From Concept to Reality

On June 9, 1998, I was mandated with the task of setting up an Ombudsman's Office for the DND/CF. The Ombudsman position was in fact established and subsequently characterized as a "pioneering position" mandated to affect positive change.13 While it is true that my appointment came in the wake of several highly publicized reports on sexual harassment and assaults in the military, it is important to note that the concept of an independent oversight agency for the DND/CF had in fact been in constant evolution for several years. 14 Key landmarks are essential in understanding the road that has led to the need for and the creation of the DND/CF Ombudsman’s Office.

Somalia – 1993

The impact and consequences of the events surrounding the deployment of troops to Somalia in 1993 are too many to recount. The impetus for increased transparency, openness and accountability in the overall administration of the DND/CF has come from valuable lessons from the Somalia mission15. Some of the issues brought to light included:

  • systemic and institutional deficiencies at headquarters and in theatre operations;
  • lack or absence of leadership responsibility and accountability16;
  • inadequate practices and real or perceived double-standards for junior and senior ranking members in the application of rules17.
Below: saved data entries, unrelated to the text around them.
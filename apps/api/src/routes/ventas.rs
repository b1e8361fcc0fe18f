//! # Venta Handlers
//!
//! Sale creation (write path) and the cached, rate-limited listing (read
//! path).

use axum::extract::{Query, State};
use axum::http::{HeaderMap, StatusCode};
use axum::Json;
use chrono::{NaiveDate, Utc};
use serde::Deserialize;
use serde_json::{json, Value};
use tracing::debug;

use predio_core::validation::{
    validate_amount, validate_annual_rate, validate_id, validate_term_months,
};
use predio_core::{InterestRate, Money};
use predio_db::{NewSale, SaleFilter};

use crate::error::ApiError;
use crate::AppState;

/// `POST /ventas` request body.
#[derive(Debug, Clone, Deserialize)]
#[serde(rename_all = "camelCase")]
pub struct CreateVentaRequest {
    pub cliente_id: String,
    pub lote_id: String,
    #[serde(default)]
    pub vendedor_id: Option<String>,
    pub monto_enganche: f64,
    pub plazo_meses: i64,
    pub tasa_interes: f64,
}

/// `POST /ventas` — originates a sale with its schedules, atomically.
pub async fn create_venta(
    State(state): State<AppState>,
    Json(body): Json<CreateVentaRequest>,
) -> Result<(StatusCode, Json<Value>), ApiError> {
    debug!(cliente_id = %body.cliente_id, lote_id = %body.lote_id, "create_venta");

    // Validation before the transaction opens.
    validate_id("clienteId", &body.cliente_id)?;
    validate_id("loteId", &body.lote_id)?;
    validate_amount("montoEnganche", body.monto_enganche)?;
    validate_term_months(body.plazo_meses)?;
    validate_annual_rate(body.tasa_interes)?;

    let sale = state
        .originator
        .create_sale(NewSale {
            client_id: body.cliente_id,
            lot_id: body.lote_id,
            seller_id: body.vendedor_id.filter(|id| !id.trim().is_empty()),
            down_payment: Money::from_f64(body.monto_enganche),
            term_months: body.plazo_meses as u32,
            annual_rate: InterestRate::from_percentage(body.tasa_interes),
            sale_date: Utc::now().date_naive(),
        })
        .await?;

    // The listing cache is stale now; drop it rather than serve a deleted
    // world for a whole TTL.
    state.cache.clear();

    Ok((StatusCode::CREATED, Json(json!({ "data": sale }))))
}

/// `GET /ventas` query parameters.
#[derive(Debug, Clone, Deserialize)]
#[serde(rename_all = "camelCase")]
pub struct VentasQuery {
    pub cliente_id: Option<String>,
    pub vendedor_id: Option<String>,
    pub fecha_inicio: Option<NaiveDate>,
    pub fecha_fin: Option<NaiveDate>,
    pub page: Option<u32>,
    pub limit: Option<u32>,
}

/// `GET /ventas` — filtered listing, rate-limited and served from the
/// short-TTL cache when possible.
pub async fn list_ventas(
    State(state): State<AppState>,
    headers: HeaderMap,
    Query(query): Query<VentasQuery>,
) -> Result<Json<Value>, ApiError> {
    // The limiter runs before any repository work.
    let caller = client_key(&headers);
    if !state.limiter.check(&caller) {
        return Err(ApiError::rate_limited());
    }

    // Own-records capability: the platform injects the caller's scope; it
    // overrides whatever clienteId the query asked for.
    let client_id = match headers.get("x-cliente-scope").and_then(|v| v.to_str().ok()) {
        Some(scope) => Some(scope.to_string()),
        None => query.cliente_id.clone(),
    };

    let filter = SaleFilter {
        client_id,
        seller_id: query.vendedor_id.clone(),
        from: query.fecha_inicio,
        to: query.fecha_fin,
        page: query.page.unwrap_or(1),
        limit: query.limit.unwrap_or(50),
    };

    let cache_key = format!(
        "ventas:{}:{}:{}:{}:{}:{}",
        filter.client_id.as_deref().unwrap_or("*"),
        filter.seller_id.as_deref().unwrap_or("*"),
        filter.from.map(|d| d.to_string()).unwrap_or_default(),
        filter.to.map(|d| d.to_string()).unwrap_or_default(),
        filter.page.max(1),
        filter.limit(),
    );

    if let Some(hit) = state.cache.get(&cache_key) {
        debug!(key = %cache_key, "ventas cache hit");
        return Ok(Json(hit));
    }

    let sales = state.db.sales().list(&filter).await?;
    let body = json!({ "data": sales });
    state.cache.put(&cache_key, body.clone());

    Ok(Json(body))
}

/// Rate-limit key for the caller: the forwarded client address when the
/// platform proxy provides one.
fn client_key(headers: &HeaderMap) -> String {
    headers
        .get("x-forwarded-for")
        .and_then(|v| v.to_str().ok())
        .and_then(|v| v.split(',').next())
        .map(|v| v.trim().to_string())
        .unwrap_or_else(|| "local".to_string())
}
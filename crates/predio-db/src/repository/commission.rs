//! # Commission Repository
//!
//! Commissions are bulk-created during origination and read-only afterwards
//! in this engine (payout runs through back-office tooling).

use chrono::Utc;
use sqlx::{SqliteConnection, SqlitePool};
use tracing::debug;

use crate::error::DbResult;
use predio_core::commission::CommissionDraft;
use predio_core::{Commission, CommissionStatus};

/// Repository for commission records.
#[derive(Debug, Clone)]
pub struct CommissionRepository {
    pool: SqlitePool,
}

impl CommissionRepository {
    /// Creates a new CommissionRepository.
    pub fn new(pool: SqlitePool) -> Self {
        CommissionRepository { pool }
    }

    /// Bulk-inserts scheduled commissions inside the origination
    /// transaction.
    pub async fn insert_drafts(
        &self,
        conn: &mut SqliteConnection,
        sale_id: &str,
        seller_id: &str,
        drafts: &[CommissionDraft],
    ) -> DbResult<Vec<Commission>> {
        debug!(sale_id = %sale_id, records = drafts.len(), "Inserting commission schedule");

        let now = Utc::now();
        let mut commissions = Vec::with_capacity(drafts.len());

        for draft in drafts {
            let commission = Commission {
                id: super::new_id(),
                sale_id: sale_id.to_string(),
                seller_id: seller_id.to_string(),
                kind: draft.kind,
                sale_amount_cents: draft.sale_amount.cents(),
                commission_cents: draft.commission.cents(),
                rate_bps: draft.rate_bps as i64,
                status: CommissionStatus::Pendiente,
                scheduled_payment_date: draft.scheduled_payment_date,
                created_at: now,
            };

            sqlx::query(
                r#"
                INSERT INTO commissions (
                    id, sale_id, seller_id, kind,
                    sale_amount_cents, commission_cents, rate_bps,
                    status, scheduled_payment_date, created_at
                ) VALUES (
                    ?1, ?2, ?3, ?4,
                    ?5, ?6, ?7,
                    ?8, ?9, ?10
                )
                "#,
            )
            .bind(&commission.id)
            .bind(&commission.sale_id)
            .bind(&commission.seller_id)
            .bind(commission.kind)
            .bind(commission.sale_amount_cents)
            .bind(commission.commission_cents)
            .bind(commission.rate_bps)
            .bind(commission.status)
            .bind(commission.scheduled_payment_date)
            .bind(commission.created_at)
            .execute(&mut *conn)
            .await?;

            commissions.push(commission);
        }

        Ok(commissions)
    }

    /// Lists all commissions for a sale.
    pub async fn list_by_sale(&self, sale_id: &str) -> DbResult<Vec<Commission>> {
        let commissions = sqlx::query_as::<_, Commission>(
            r#"
            SELECT id, sale_id, seller_id, kind,
                   sale_amount_cents, commission_cents, rate_bps,
                   status, scheduled_payment_date, created_at
            FROM commissions
            WHERE sale_id = ?1
            ORDER BY created_at, kind
            "#,
        )
        .bind(sale_id)
        .fetch_all(&self.pool)
        .await?;

        Ok(commissions)
    }
}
While the Somalia Commission Inquiry was well underway, widespread low morale prevailed among Canadian Forces members. Considerable restructuring and massive downsizing initiatives undertaken by the DND/CF contributed to members feeling aggrieved18. Morale continued to decline:

  • We are bound by limited resources and cutbacks. Morale is low for our civilian employees – basically they have no job security. (Meeting with a Senior Officer, CFB Esquimalt, August 31, 1998)
  • Problems are coming/stemming from lack of human/financial resources. Everything is frozen. It is hard, very discouraging, morale is low. (Meeting at HMCS ALGONQUIN, September 1, 1998)
  • The existing small number of survivors of the cuts are shell-shocked by the workload. (Meeting with Senior Officers - MARPAC, Victoria, August 31, 1998)
  • We lost fifty percent of civilian staff in this office in the past three years. All the stresses related to this attrition – survivors of these cuts wonder what will happen next and if they will still have a job in a week, a month, two months, etc. The institution is not taking care of these survivors. The turmoil has been tremendous due to cutbacks. (Meeting with Senior Officers, Ottawa, August 13, 1998)
  • […] Our system is supposed to work but with downsizing and cuts it’s hard. The majority of issues are due to lack of funds. (Meeting with 1 AMS Group, 4 Wing Cold Lake, September 15, 1998)
  • With all the cutbacks, most of us are now doing four or five jobs. The work is piling up and there are no pay increases or advancements in [our] trade, no additional money. (Meeting with Senior NCOs, CFB Gander, October 6, 1998)
  • Ils ont perdu confiance dans l’organisme. On a rationalisé beaucoup. Ils ont peur de perdre leur travail. On a créé un sentiment d’insécurité. (Meeting with Senior Officer, CFB Valcartier, October 27, 1998)
  • We are doing more with less – stress, personnel resource cuts result in burn out, we have less support staff and working more hours. (Meeting with Senior Officer, 1 Area Support Group – Edmonton, September 2, 1998)
  • Les gens ont perdu confiance dans la chaîne de commandement, sa restructuration administrative a créé beaucoup de tension. On a peut-être fait les choses trop vite, cela a créé un choc. Nos gens n’ont pas eu d’avis préalable des compressions budgétaires. C’est arrivé du jour au lendemain – l’attrition, les coupures. Voilà d’où vient la crise actuelle. (Meeting with Senior Officer, CFB Valcartier, October 27, 1998)
  • It’s affecting people so much they’re close to suicide – five people with families are losing their jobs. (Meeting with Civilian Union Representatives, CFB Gagetown, October 30, 1998)
  • I’ve never picked up a paper and read about the hard times we civilians are having, the focus is only on the military – we work right under their thumb and they ignore us […] if they think that the CF is not being treated fairly, tell [the Minister of National Defence] to take a look at the civilians. (Meeting with Civilian Union Representatives, CFB Gagetown, October 30, 1998)
  • It is a crime what [the government] is putting the military and civilians through – do more for less – cutting back, just dumping on us. (Meeting with Civilian Union Representatives, CFB Gagetown, October 30, 1998)
  • An individual got up and as he was leaving stated: I’ve got a job I’m trying to keep and this is not helping me keep it. (Meeting with Civilian Union Representatives, CFB Gagetown, October 30, 1998)
  • We are more than disillusioned, we’re disgusted, we’re tired, we’re fed up – you’ll have to forgive us for our negativity. (Meeting with Civilian Union Representatives, CFB Gagetown, October 30, 1998)
  • Par rapport aux ressources, on tire la couverte de partout, de chaque coin et on arrive difficilement. Ça va briser à quelque part, à un moment donné si ce n’est déjà arrivé. Ça fait mal à ce moment-ci. C’est rendu à ce point là. (Rencontre avec les officiers et sous-officiers supérieurs, Cours de formation professionnelle, St. Jean, le 7 décembre 1998)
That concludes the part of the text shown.